Optimal consensus concerning the treatment of incidental small paraclinoid unruptured intracranial aneurysms (UIAs) remains unclear. Although small UIAs have a lower risk of rupture,1 up to 13% of ruptured cases involve aneurysms that are ≤5 mm in size.2 Such a discrepancy might arise from the heterogeneity of aneurysms in terms of anatomical variations in locations, shape, and formation period.3 ,4

Haemodynamic change and subsequent mechanical stimuli are responsible for aneurysm formation and growth. Differences in aneurysm location, size and extravascular circumstances can be associated with different haemodynamic patterns. Therefore, the management strategy for small paraclinoid aneurysms need to be set differently, not following the general treatment guidelines for small UIAs. However, small paraclinoid aneurysms have been treated by endovascular intervention since embolisation in the clinical field is reasonable,5 regardless of their lower rupture risk.6

Few studies have focused on the natural history of incidental small paraclinoid UIAs. The data have involved aneurysms of the internal carotid artery (ICA).4 Furthermore, no detailed information on the different haemodynamic factor, in particular, the presence of arterial branch relation is available for paraclinoid UIAs ≤5 mm.
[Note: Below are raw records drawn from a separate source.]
//! `PostgreSQL` implementation of the `ProductRepository` trait.

use async_trait::async_trait;
use sqlx::PgPool;
use tracing::instrument;
use uuid::Uuid;

use catalog_core::error::CatalogError;
use catalog_core::record::ProductRecord;
use catalog_core::repository::ProductRepository;

use crate::{page_bounds, query_error};

const SELECT_PRODUCT: &str = r"
SELECT p.id_product, p.uuid, p.name, p.brand, p.stock, s.uuid AS seller_uuid
FROM product p
INNER JOIN seller s ON s.id_seller = p.fk_seller
";

/// A product row joined with its seller's UUID.
#[derive(Debug, sqlx::FromRow)]
struct ProductRow {
    id_product: i64,
    uuid: Uuid,
    name: String,
    brand: String,
    stock: i32,
    seller_uuid: Uuid,
}

impl TryFrom<ProductRow> for ProductRecord {
    type Error = CatalogError;

    fn try_from(row: ProductRow) -> Result<Self, Self::Error> {
        let stock = u32::try_from(row.stock).map_err(|_| {
            CatalogError::Query(format!("negative stock stored for product {}", row.uuid))
        })?;
        Ok(Self {
            product_id: row.id_product,
            uuid: row.uuid,
            name: row.name,
            brand: row.brand,
            stock,
            seller_uuid: row.seller_uuid,
        })
    }
}

fn stock_column(product: &ProductRecord) -> Result<i32, CatalogError> {
    i32::try_from(product.stock).map_err(|_| {
        CatalogError::Validation(format!("stock {} exceeds storage range", product.stock))
    })
}

/// PostgreSQL-backed product repository.
#[derive(Debug, Clone)]
pub struct PgProductRepository {
    pool: PgPool,
}

impl PgProductRepository {
    /// Creates a new `PgProductRepository`.
    #[must_use]
    pub fn new(pool: PgPool) -> Self {
        Self { pool }
    }
}

#[async_trait]
impl ProductRepository for PgProductRepository {
    #[instrument(skip(self))]
    async fn find_by_uuid(&self, uuid: Uuid) -> Result<ProductRecord, CatalogError> {
        let sql = format!("{SELECT_PRODUCT} WHERE p.uuid = $1");
        let row = sqlx::query_as::<_, ProductRow>(&sql)
            .bind(uuid)
            .fetch_optional(&self.pool)
            .await
            .map_err(query_error)?
            .ok_or(CatalogError::NotFound(uuid))?;

        ProductRecord::try_from(row)
    }

    #[instrument(skip(self))]
    async fn list(&self, offset: u32, limit: u32) -> Result<Vec<ProductRecord>, CatalogError> {
        let (offset, limit) = page_bounds(offset, limit);
        let sql = format!("{SELECT_PRODUCT} ORDER BY p.id_product LIMIT $1 OFFSET $2");
        let rows = sqlx::query_as::<_, ProductRow>(&sql)
            .bind(limit)
            .bind(offset)
            .fetch_all(&self.pool)
            .await
            .map_err(query_error)?;

        rows.into_iter().map(ProductRecord::try_from).collect()
    }

    #[instrument(skip(self, product), fields(product_uuid = %product.uuid))]
    async fn insert(&self, product: &ProductRecord) -> Result<(), CatalogError> {
        let result = sqlx::query(
            r"
            INSERT INTO product (uuid, name, brand, stock, fk_seller)
            SELECT $1, $2, $3, $4, s.id_seller FROM seller s WHERE s.uuid = $5
            ",
        )
        .bind(product.uuid)
        .bind(&product.name)
        .bind(&product.brand)
        .bind(stock_column(product)?)
        .bind(product.seller_uuid)
        .execute(&self.pool)
        .await
        .map_err(query_error)?;

        if result.rows_affected() == 0 {
            return Err(CatalogError::InvalidReference(product.seller_uuid));
        }
        Ok(())
    }

    #[instrument(skip(self, product), fields(product_uuid = %product.uuid))]
    async fn update(&self, product: &ProductRecord) -> Result<(), CatalogError> {
        let result = sqlx::query("UPDATE product SET name = $1, brand = $2, stock = $3 WHERE uuid = $4")
            .bind(&product.name)
            .bind(&product.brand)
            .bind(stock_column(product)?)
            .bind(product.uuid)
            .execute(&self.pool)
            .await
            .map_err(query_error)?;

        if result.rows_affected() == 0 {
            return Err(CatalogError::NotFound(product.uuid));
        }
        Ok(())
    }

    #[instrument(skip(self))]
    async fn delete(&self, uuid: Uuid) -> Result<(), CatalogError> {
        sqlx::query("DELETE FROM product WHERE uuid = $1")
            .bind(uuid)
            .execute(&self.pool)
            .await
            .map_err(query_error)?;
        Ok(())
    }
}
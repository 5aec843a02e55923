//! Shared test helpers for API integration tests.
#![allow(dead_code)]

use std::sync::Arc;
use std::time::Duration;

use axum::Router;
use axum::body::Body;
use axum::http::{Request, StatusCode};
use catalog_api::routes;
use catalog_api::state::AppState;
use catalog_products::domain::links::BaseUrl;
use catalog_store::pg_product_repository::PgProductRepository;
use catalog_store::pg_seller_repository::PgSellerRepository;
use catalog_test_support::RecordingNotifier;
use http_body_util::BodyExt;
use sqlx::PgPool;
use tower::ServiceExt;
use uuid::Uuid;

/// Public base URL the test app falls back to.
pub const BASE_URL: &str = "http://catalog.test";

/// Build the full app router over real Postgres repositories. Stock changes
/// are captured by the returned notifier.
pub fn build_test_app(pool: PgPool) -> (Router, Arc<RecordingNotifier>) {
    let notifier = Arc::new(RecordingNotifier::new());
    let app_state = AppState::new(
        Arc::new(PgProductRepository::new(pool.clone())),
        Arc::new(PgSellerRepository::new(pool)),
        notifier.clone(),
        BaseUrl::parse(BASE_URL).unwrap(),
    );

    (
        routes::build_router(app_state, Duration::from_secs(5)),
        notifier,
    )
}

/// Insert a seller row directly and return its public UUID.
pub async fn seed_seller(pool: &PgPool, email: &str, phone: &str) -> Uuid {
    let uuid = Uuid::new_v4();
    sqlx::query("INSERT INTO seller (uuid, email, phone) VALUES ($1, $2, $3)")
        .bind(uuid)
        .bind(email)
        .bind(phone)
        .execute(pool)
        .await
        .unwrap();
    uuid
}

async fn send(app: Router, request: Request<Body>) -> (StatusCode, serde_json::Value) {
    let response = app.oneshot(request).await.unwrap();
    let status = response.status();
    let body_bytes = response.into_body().collect().await.unwrap().to_bytes();
    let json = serde_json::from_slice(&body_bytes).unwrap_or(serde_json::Value::Null);

    (status, json)
}

fn json_request(method: &str, uri: &str, body: &serde_json::Value) -> Request<Body> {
    Request::builder()
        .method(method)
        .uri(uri)
        .header("content-type", "application/json")
        .body(Body::from(serde_json::to_vec(body).unwrap()))
        .unwrap()
}

/// Send a POST request with a JSON body and return the response.
pub async fn post_json(
    app: Router,
    uri: &str,
    body: &serde_json::Value,
) -> (StatusCode, serde_json::Value) {
    send(app, json_request("POST", uri, body)).await
}

/// Send a PUT request with a JSON body and return the response.
pub async fn put_json(
    app: Router,
    uri: &str,
    body: &serde_json::Value,
) -> (StatusCode, serde_json::Value) {
    send(app, json_request("PUT", uri, body)).await
}

/// Send a GET request and return the response.
pub async fn get_json(app: Router, uri: &str) -> (StatusCode, serde_json::Value) {
    let request = Request::builder()
        .method("GET")
        .uri(uri)
        .body(Body::empty())
        .unwrap();

    send(app, request).await
}

/// Send a DELETE request and return the response.
pub async fn delete(app: Router, uri: &str) -> (StatusCode, serde_json::Value) {
    let request = Request::builder()
        .method("DELETE")
        .uri(uri)
        .body(Body::empty())
        .unwrap();

    send(app, request).await
}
This retrospective analysis was undertaken to reveal the natural clinical history of incidentally found small paraclinoid UIAs, with the goal of informing a treatment plan.

Patients and methods

Patient selection and data collection

A retrospective analysis was performed in patients diagnosed as an incidental small paraclinoid UIA (≤5 mm in size) from September 2001 to May 2011 at two affiliated hospitals. This study was approved by the Institutional Review Board at Seoul National University Hospital (H-1208-049-421) and Seoul National University Bundang Hospital (B-1301-186-110). A total of 936 patients harbouring 1004 paraclinoid aneurysms were recruited. After excluding 412 patients with 436 aneurysms who underwent endovascular treatment, 524 patients with 568 aneurysms were enrolled in this cohort. We treated patients with an endovascular approach mainly due to patient preference.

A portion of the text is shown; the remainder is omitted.